Saved data entries:

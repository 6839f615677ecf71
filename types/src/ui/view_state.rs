//! View state for rendering.
//!
//! Groups state that only matters for display, separating it from the
//! session and timeline state that drives application logic.

use std::time::Duration;

use super::{AnimPhase, ScreenTransition};
use crate::ExperienceKind;

/// UI configuration options derived from config.
#[derive(Debug, Clone, Copy, Default, PartialEq, Eq)]
pub struct UiOptions {
    pub ascii_only: bool,
    pub high_contrast: bool,
    pub reduced_motion: bool,
}

#[derive(Debug)]
pub struct ViewState {
    /// Experience highlighted by the hub cursor.
    pub hub_cursor: ExperienceKind,
    pub transition: Option<ScreenTransition>,
    /// UI options (theme, motion, glyphs).
    pub ui_options: UiOptions,
}

impl Default for ViewState {
    fn default() -> Self {
        Self {
            hub_cursor: ExperienceKind::VisualStrain,
            transition: None,
            ui_options: UiOptions::default(),
        }
    }
}

impl ViewState {
    #[must_use]
    pub fn new(ui_options: UiOptions) -> Self {
        Self {
            ui_options,
            ..Self::default()
        }
    }

    /// Advance the running transition, dropping it once it completes.
    pub fn advance_transition(&mut self, delta: Duration) {
        if let Some(transition) = self.transition.as_mut() {
            transition.advance(delta);
            if matches!(transition.phase(), AnimPhase::Completed) {
                self.transition = None;
            }
        }
    }

    /// Start a transition unless motion is reduced.
    pub fn play(&mut self, transition: ScreenTransition) {
        if self.ui_options.reduced_motion {
            self.transition = None;
        } else {
            self.transition = Some(transition);
        }
    }
}

#[cfg(test)]
mod tests {
    use std::time::Duration;

    use super::{UiOptions, ViewState};
    use crate::ui::ScreenTransition;

    #[test]
    fn reduced_motion_suppresses_transitions() {
        let mut view = ViewState::new(UiOptions {
            reduced_motion: true,
            ..UiOptions::default()
        });
        view.play(ScreenTransition::settle(Duration::from_secs(1)));
        assert!(view.transition.is_none());

        let mut view = ViewState::new(UiOptions::default());
        view.play(ScreenTransition::settle(Duration::from_secs(1)));
        assert!(view.transition.is_some());
    }

    #[test]
    fn completed_transition_is_dropped() {
        let mut view = ViewState::new(UiOptions::default());
        view.play(ScreenTransition::settle(Duration::from_millis(500)));
        view.advance_transition(Duration::from_millis(200));
        assert!(view.transition.is_some());
        view.advance_transition(Duration::from_millis(400));
        assert!(view.transition.is_none());
    }
}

### YOUR ASSIGNMENT
Pick out the lines above containing the word "ScreenTransition", then copy them.

### SOLUTION TO THIS PROBLEM
use super::{AnimPhase, ScreenTransition};
    pub transition: Option<ScreenTransition>,
    pub fn play(&mut self, transition: ScreenTransition) {
    use crate::ui::ScreenTransition;
        view.play(ScreenTransition::settle(Duration::from_secs(1)));
        view.play(ScreenTransition::settle(Duration::from_secs(1)));
        view.play(ScreenTransition::settle(Duration::from_millis(500)));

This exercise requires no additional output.